An oil painting of Thomas Paine by Auguste Millière (1880), after an engraving by William Sharp, after a portrait by George Romney (1792)
On why mankind creates society:
In order to gain a clear and just idea of the design and end of government, let us suppose small number of persons settled in some sequestered part of the earth, unconnected with the rest, they will then represent the first peopling of any country, or of the world. In this state of natural liberty, society will be their first thought. A thousand motives will excite them thereto; the strength of one man is so unequal to his wants, and his mind so unfitted for perpetual solitude, that he is soon obliged to seek assitance and relief of another, who in his turn requires the same. Four or five united, would be able to raise a tolerable dwelling in the midst of a wilderness, but one man might labour out the common period of his life without accomplishing any thing; when he had felled his timber he could not remove, nor erect it after it was remove; hunger in the mean time would urge him from his work, and every different want would call him a different way. Disease, nay even misfortune, would be death, for neither might be mortal yet either would disable him from living, and reduce him to a state in which he might rather be said to perish than die.Why government is needed:
Thus necessity, like a gravitating power, would soon form our newly arrived emigrants into society, the reciprocal blessings of which, would supercede, and render the obligations of law and government unnecessary while they remained perfectly just to each other; but as nothing but heaven is impregnable to vice, it will unavoidably happen, that in proportion as they surmount the first difficulties of emigration, which bound them together in a common cause, they will begin to relax in their duty and attachment to each other; and this remissness will point out the necessity of establishing some form of government to supply the defect of moral virtue.So man creates society for survival and government for his own inability to retain virtuous relationships. Yet, Thomas Paine was not naive. He recognized that his idealized view was removed from reality.
I draw my idea of the form of government from a principle in nature, which no art can overturn, viz. that the more simple any thing is, the less liable it is to be disordered; and the easier repaired when disordered; and with this maxim in view, I offer a few remarks on the so much boasted constitution of England. That it was noble for the dark and slavish times in which it was erected is granted. When the world was overrun with tyranny the least removed therefrom was a glorious rescue. But that it is imperfect, subject to convulsions, and incapable of producing what it seems to promise is easily demonstrated.Paine went on to describe the flawed structure of a government based on the monarchy, the aristocracy, and a representative [republican] form of representation for the common people. He concluded with:
An inquiry into the constitutional errors in the English form of government is at this time highly necessary; for as we are never in a proper condition of doing justice to others, while we continue under the influence of some leading partiality, so neither are we capable of doing it to ourselves while we remain fettered by any obstinate prejudice. An as a man, who is attach to a prostitute, is unfitted to choose or judge of a wife, so any prepossession in favour of a rotten constitution of government will disable us from discerning a good one. [Quotes from Common Sense; Chapter One published by Fall River Press]Naturally, Thomas Paine was criticizing a hereditary monarchy and hereditary aristocracy. He wanted representatives who would have to return back to those represented every few months to be sure there was no misunderstanding what the representation should be.

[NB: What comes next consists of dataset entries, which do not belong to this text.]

use cecl_panel_core::calibration::{calibrate_products, CalibrationInput};
use cecl_panel_core::ecl::{run_cecl, CeclInput, DEFAULT_LGD};
use cecl_panel_core::macro_series::MacroAdjustment;
use cecl_panel_core::reporting::{build_report, ReportInput};
use cecl_panel_core::scenarios::{run_scenarios, ScenarioSetInput, ScenarioSpec};
use cecl_panel_core::simulation::{generate_portfolio, PortfolioInput};
use cecl_panel_core::validation::{validate_dataset, ValidationInput};
use cecl_panel_core::{DelinquencyState, ProductType};
use std::collections::BTreeMap;

#[test]
fn test_generate_validate_report_calibrate() {
    let portfolio = generate_portfolio(&PortfolioInput {
        num_borrowers: 150,
        months: 12,
        seed: 31337,
        ..PortfolioInput::default()
    })
    .unwrap()
    .result;

    // Validation runs on the JSON form, as records arrive from disk.
    let mut input = ValidationInput::default();
    for (product, loans) in &portfolio.loans {
        input.loans.insert(
            *product,
            loans.iter().map(|l| serde_json::to_value(l).unwrap()).collect(),
        );
    }
    for (product, panel) in &portfolio.panels {
        input.panels.insert(
            *product,
            panel.records.iter().map(|r| serde_json::to_value(r).unwrap()).collect(),
        );
    }
    let report = validate_dataset(&input).unwrap().result;
    assert!(report.passed, "{:?}", report.issues);

    let panel: Vec<_> = portfolio
        .panels
        .values()
        .flat_map(|p| p.records.iter().cloned())
        .collect();
    let loans: Vec<_> = portfolio.loans.values().flatten().cloned().collect();

    let cecl = run_cecl(&CeclInput {
        panel: panel.clone(),
        default_lgd: DEFAULT_LGD,
    })
    .unwrap()
    .result;

    let rep = build_report(&ReportInput {
        panel: panel.clone(),
        loans: loans.clone(),
        default_lgd: DEFAULT_LGD,
    })
    .unwrap()
    .result;
    assert_eq!(rep.coverage.len(), 5);
    assert_eq!(rep.monthly_overall.len(), cecl.overall.len());
    assert_eq!(
        rep.vintages.iter().map(|v| v.loans).sum::<usize>(),
        loans.len()
    );
    let co = DelinquencyState::ChargedOff;
    assert_eq!(rep.roll_rates.rate(co, co), if rep.roll_rates.row_total(co) > 0 { 1.0 } else { 0.0 });
    for from in DelinquencyState::ALL {
        for to in DelinquencyState::ALL {
            if to.index() > from.index() + 1 {
                assert_eq!(rep.roll_rates.count(from, to), 0);
            }
        }
    }

    let mut targets = BTreeMap::new();
    targets.insert(ProductType::Mortgage, vec![0.0, 0.001, 0.002, 0.004, 0.006, 0.008]);
    let cal = calibrate_products(&CalibrationInput {
        panel,
        targets,
        months: None,
        default_lgd: DEFAULT_LGD,
    })
    .unwrap()
    .result;
    assert_eq!(cal.products[0].months, 6);
    assert_eq!(cal.scaled.len(), 150 * 6);
}

#[test]
fn test_adverse_scenario_reported_alongside_base() {
    let set = ScenarioSetInput {
        scenarios: vec![
            ScenarioSpec {
                name: "base".into(),
                n_borrowers: 120,
                months: 6,
                macro_adjustments: MacroAdjustment::default(),
                seed: None,
                probability: Some(0.7),
            },
            ScenarioSpec {
                name: "severe".into(),
                n_borrowers: 120,
                months: 6,
                macro_adjustments: MacroAdjustment {
                    unemployment_add: 4.0,
                    hpi_yoy_add: -10.0,
                },
                seed: None,
                probability: Some(0.3),
            },
        ],
        start_month: cecl_panel_core::calendar::default_start_month(),
        seed: 12345,
        products: ProductType::ALL.to_vec(),
        macro_series: None,
        default_lgd: DEFAULT_LGD,
    };
    let out = run_scenarios(&set).unwrap().result;
    assert_eq!(out.comparison.len(), 2);
    assert_eq!(out.runs[1].by_product.len(), 5 * 6);
    assert!(out.probability_weighted_ecl.unwrap() >= 0.0);
}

He would have been appalled at the notion that a representative could spend a lifetime in a government position being given special privileges and perks and would use government to tax those being represented so that, by returning part of what was taxed to a sufficient number of those being taxed, would guarantee that the position in the government was continued. After all, the purpose of government was to supply the defect of moral virtue. That is, the government's purpose was to ensure that above all else individuals in society dealt fairly and justly with each other... and were true to their responsibilities as citizens of the society.
What would he have thought about the concept that those who prepare well, work diligently, sacrifice much and provide means for themselves and others to prosper should be forced to also provide that which was wanted by those who avoided similar efforts for creating prosperity? What of the responsibility of those being given what others have earned? The virtue of cooperation being corrupted into the mandate for support.
Oh, sure. That was 200 years ago. Things change. Government isn't there to ensure a virtuous society; government is there to ensure that those with enough votes get to order the rest of the society to do their bidding... based on how those in government want to interpret what those orders should be.
How far, then, is it from the rulers in the government simply deciding for everyone what must be the case for everyone... like the old King of England?But don't worry... unless you are one of those who are being directed by those mandates. Oh, wait, that's everyone... except the Office of the President and the U.S. Congress. God save the King.
I draw my idea of the form of government from a principle in nature, which no art can overturn, viz. that the more simple any thing is, the less liable it is to be disordered; and the easier repaired when disordered.
- Climate legislation - over 1,000 pages not read prior to voting
- Health Care legislation - over 1,000 pages not read with pressure to vote on it quickly.